L’acier inoxydable, plus léger et moderne
L’inox résiste à la corrosion sans patine ni traitement. Il chauffe vite, refroidit vite. Son aspect reste brillant ou brossé dans le temps, ce qui convient aux terrasses au style épuré. L’inox demande peu d’entretien mais stocke moins la chaleur que la fonte.
Pour un usage principalement décoratif ou ponctuel, l’inox suffit. Pour chauffer réellement un espace extérieur pendant plusieurs heures, la fonte ou le corten offrent un meilleur rendement thermique. Pour les espaces réduits, certaines marques proposent une fusion ingénieuse entre une table basse et un brasero, qui permet de combiner surface d’appoint et foyer sans multiplier les meubles de jardin.
Brasero avec plancha ou barbecue : critères de choix concrets
Les braseros polyvalents, combinant foyer et surface de cuisson, représentent une part croissante du marché. Avant de choisir un modèle avec plancha ou grille de barbecue, plusieurs points méritent attention :
- La surface de cuisson doit être proportionnée au foyer. Une plaque trop grande par rapport à la source de chaleur crée des zones froides inutilisables pour la cuisson directe.
- Le matériau de la plaque compte autant que celui du brasero. Une plancha en acier carbone chauffe de manière homogène et se culotte à l’usage, tandis qu’une plaque en inox est plus facile à nettoyer mais distribue la chaleur moins uniformément.
- L’accès au foyer doit rester pratique. Certains modèles avec plancha fixe rendent l’ajout de bois compliqué en cours de cuisson, ce qui oblige à tout anticiper.
- La stabilité de l’ensemble, surtout avec des aliments et des ustensiles sur la plaque, suppose un châssis solide et des pieds bien dimensionnés.

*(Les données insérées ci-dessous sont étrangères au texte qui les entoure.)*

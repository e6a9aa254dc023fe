use crate::lexer::{Token, TokenKind};
use crate::parser::ParserError;

/// Read position over a borrowed token sequence.
///
/// The index never passes the end of the slice; lookahead past the end
/// yields `None`.
#[derive(Debug, Clone, Copy)]
pub struct TokenCursor<'t> {
    tokens: &'t [Token],
    current: usize,
}

impl<'t> TokenCursor<'t> {
    #[must_use]
    pub fn new(tokens: &'t [Token]) -> Self {
        Self { tokens, current: 0 }
    }

    #[must_use]
    pub fn position(&self) -> usize {
        self.current
    }

    #[must_use]
    pub fn is_at_end(&self) -> bool {
        self.current >= self.tokens.len()
    }

    /// Token under the cursor without consuming it
    #[must_use]
    pub fn peek(&self) -> Option<&'t Token> {
        self.tokens.get(self.current)
    }

    /// Peek ahead n tokens
    #[must_use]
    pub fn peek_ahead(&self, n: usize) -> Option<&'t Token> {
        self.tokens.get(self.current + n)
    }

    /// Last token of the whole sequence, used to place end-of-input errors.
    #[must_use]
    pub fn last(&self) -> Option<&'t Token> {
        self.tokens.last()
    }

    pub fn advance(&mut self) -> Option<&'t Token> {
        let token = self.peek()?;
        self.current += 1;
        Some(token)
    }

    #[must_use]
    pub fn check(&self, kind: TokenKind) -> bool {
        self.peek().is_some_and(|token| token.is(kind))
    }

    #[must_use]
    pub fn check_any(&self, kinds: &[TokenKind]) -> bool {
        self.peek().is_some_and(|token| token.is_any(kinds))
    }

    /// Consume the next token if it is one of `kinds`
    pub fn match_any(&mut self, kinds: &[TokenKind]) -> Option<&'t Token> {
        if self.check_any(kinds) {
            self.advance()
        } else {
            None
        }
    }

    /// Expect a specific token kind and consume it
    pub fn expect(&mut self, kind: TokenKind) -> Result<&'t Token, ParserError> {
        self.expect_any(&[kind])
    }

    /// Expect one of several token kinds and consume it
    pub fn expect_any(&mut self, kinds: &[TokenKind]) -> Result<&'t Token, ParserError> {
        match self.peek() {
            Some(token) if token.is_any(kinds) => {
                self.current += 1;
                Ok(token)
            }
            found => Err(ParserError::ExpectedToken {
                expected: kinds.to_vec(),
                found: found.map(|token| token.lexeme.clone()),
                line: found.map(|token| token.line),
            }),
        }
    }
}
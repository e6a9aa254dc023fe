use std::fmt;

use crate::lexer::LexerError;
use crate::parser::ParserError;

/// The one error kind handed back to callers of the front end.
#[derive(Debug, Clone, PartialEq, Eq)]
pub struct SyntaxError {
    pub message: String,
    pub line: Option<usize>,
}

impl SyntaxError {
    pub fn new(message: impl Into<String>, line: Option<usize>) -> Self {
        Self {
            message: message.into(),
            line,
        }
    }
}

impl fmt::Display for SyntaxError {
    fn fmt(&self, f: &mut fmt::Formatter) -> fmt::Result {
        match self.line {
            Some(line) => write!(f, "Syntax Error at line {line}: {}", self.message),
            None => write!(f, "Syntax Error: {}", self.message),
        }
    }
}

impl std::error::Error for SyntaxError {}

impl From<LexerError> for SyntaxError {
    fn from(err: LexerError) -> Self {
        Self::new(err.to_string(), Some(err.line()))
    }
}

impl From<ParserError> for SyntaxError {
    fn from(err: ParserError) -> Self {
        Self::new(err.to_string(), err.line())
    }
}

Parmi les fabricants reconnus sur ce segment, Ofyr et Höfats proposent des modèles où le foyer et la zone de cuisson sont pensés comme un ensemble cohérent. Le Bowl 57 de Höfats, par exemple, se distingue par une conception compacte qui facilite l’utilisation en terrasse.
Quel budget prévoir pour un brasero durable
Les écarts de prix entre braseros sont significatifs, et pas toujours corrélés à la taille du produit. Voici ce qui fait varier la facture :
- Le matériau : le corten et l’inox coûtent plus cher que l’acier peint ou la fonte d’entrée de gamme.

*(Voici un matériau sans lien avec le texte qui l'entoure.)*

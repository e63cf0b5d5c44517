//! Log entry structure

use super::caller::Frame;
use super::fields::{FieldValue, Fields};
use super::log_level::LogLevel;
use chrono::{DateTime, FixedOffset, Local};
use serde::{Deserialize, Serialize};
use std::any::Any;

/// One log record, built per call and immutable once handed to a formatter
#[derive(Debug, Clone, PartialEq, Serialize, Deserialize)]
pub struct LogEntry {
    pub level: LogLevel,
    pub message: String,
    pub timestamp: DateTime<FixedOffset>,
    pub fields: Fields,
    #[serde(skip_serializing_if = "Option::is_none")]
    pub caller: Option<Frame>,
}

impl LogEntry {
    pub fn new(level: LogLevel, message: impl Into<String>) -> Self {
        Self {
            level,
            message: message.into(),
            timestamp: Local::now().fixed_offset(),
            fields: Fields::new(),
            caller: None,
        }
    }

    pub fn with_fields(mut self, fields: Fields) -> Self {
        self.fields = fields;
        self
    }

    pub fn with_timestamp(mut self, timestamp: DateTime<FixedOffset>) -> Self {
        self.timestamp = timestamp;
        self
    }

    pub fn with_caller(mut self, caller: Frame) -> Self {
        self.caller = Some(caller);
        self
    }

    /// Field value by key
    pub fn field(&self, key: &str) -> Option<&FieldValue> {
        self.fields.get(key)
    }

    pub fn has_caller(&self) -> bool {
        self.caller.is_some()
    }

    /// Recover the entry carried by a panic raised at `Panic` level
    ///
    /// # Example
    ///
    /// ```
    /// use rust_structured_log::prelude::*;
    ///
    /// let logger = Logger::builder().appender(MemoryAppender::new()).build();
    /// let caught = std::panic::catch_unwind(std::panic::AssertUnwindSafe(|| {
    ///     logger.with_field("animal", "orca").panic("It's over 9000!");
    /// }));
    ///
    /// let payload = caught.unwrap_err();
    /// let entry = LogEntry::from_panic_payload(payload.as_ref()).unwrap();
    /// assert_eq!(entry.message, "It's over 9000!");
    /// ```
    pub fn from_panic_payload(payload: &(dyn Any + Send)) -> Option<&LogEntry> {
        payload.downcast_ref::<LogEntry>()
    }
}
//! File appender implementation

use crate::core::{Appender, LoggerError, Result};
use std::fs::{File, OpenOptions};
use std::io::{BufWriter, Write};
use std::path::{Path, PathBuf};

/// Appends records to a file through a buffered writer
///
/// Buffered data reaches the file on [`Appender::flush`] (the logger
/// flushes before a `Fatal` exit) and when the appender is dropped.
pub struct FileAppender {
    path: PathBuf,
    writer: Option<BufWriter<File>>,
}

impl FileAppender {
    /// Open `path` for appending, creating it if needed
    ///
    /// # Errors
    ///
    /// Returns [`LoggerError::IoOperation`] if the file cannot be opened.
    pub fn new(path: impl Into<PathBuf>) -> Result<Self> {
        let path = path.into();
        let file = OpenOptions::new()
            .create(true)
            .append(true)
            .open(&path)
            .map_err(|e| {
                LoggerError::io_operation(
                    "opening log file",
                    format!("cannot open '{}' for append", path.display()),
                    e,
                )
            })?;

        Ok(Self {
            path,
            writer: Some(BufWriter::new(file)),
        })
    }

    pub fn path(&self) -> &Path {
        &self.path
    }
}

impl Appender for FileAppender {
    fn append(&mut self, record: &[u8]) -> Result<()> {
        let writer = self.writer.as_mut().ok_or_else(|| {
            LoggerError::file_appender(self.path.display().to_string(), "writer not initialized")
        })?;

        writer.write_all(record)?;
        Ok(())
    }

    fn flush(&mut self) -> Result<()> {
        if let Some(ref mut writer) = self.writer {
            writer.flush()?;
        }
        Ok(())
    }

    fn name(&self) -> &str {
        "file"
    }
}

impl Drop for FileAppender {
    fn drop(&mut self) {
        // Ensure all buffered data is flushed to disk
        let _ = self.flush();
    }
}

- La marque et le lieu de fabrication : un brasero artisanal européen se situe dans une fourchette sensiblement supérieure à un modèle importé en grande série.
- Les accessoires inclus : plancha, couvercle, rangement intégré, grille de cuisson, pare-étincelles. Chaque ajout augmente le prix, mais pas toujours l’utilité réelle.
Un brasero en acier peint d’entrée de gamme coûte nettement moins qu’un modèle corten artisanal, mais sa durée de vie est aussi plus courte. Sur plusieurs saisons, le coût par année d’utilisation peut s’inverser.
Les modèles comme le White Fire offrent un compromis entre prix contenu et performances correctes pour un usage occasionnel. Pour un usage intensif ou une installation permanente dans le jardin, investir dans un matériau résistant aux intempéries (corten, fonte épaisse) évite les remplacements prématurés.
Le meilleur brasero est celui qui correspond à un usage précis : chauffage d’ambiance, cuisson régulière, élément décoratif permanent ou équipement mobile à ranger en hiver. Définir cet usage avant de comparer les modèles reste la méthode la plus fiable pour éviter un achat décevant.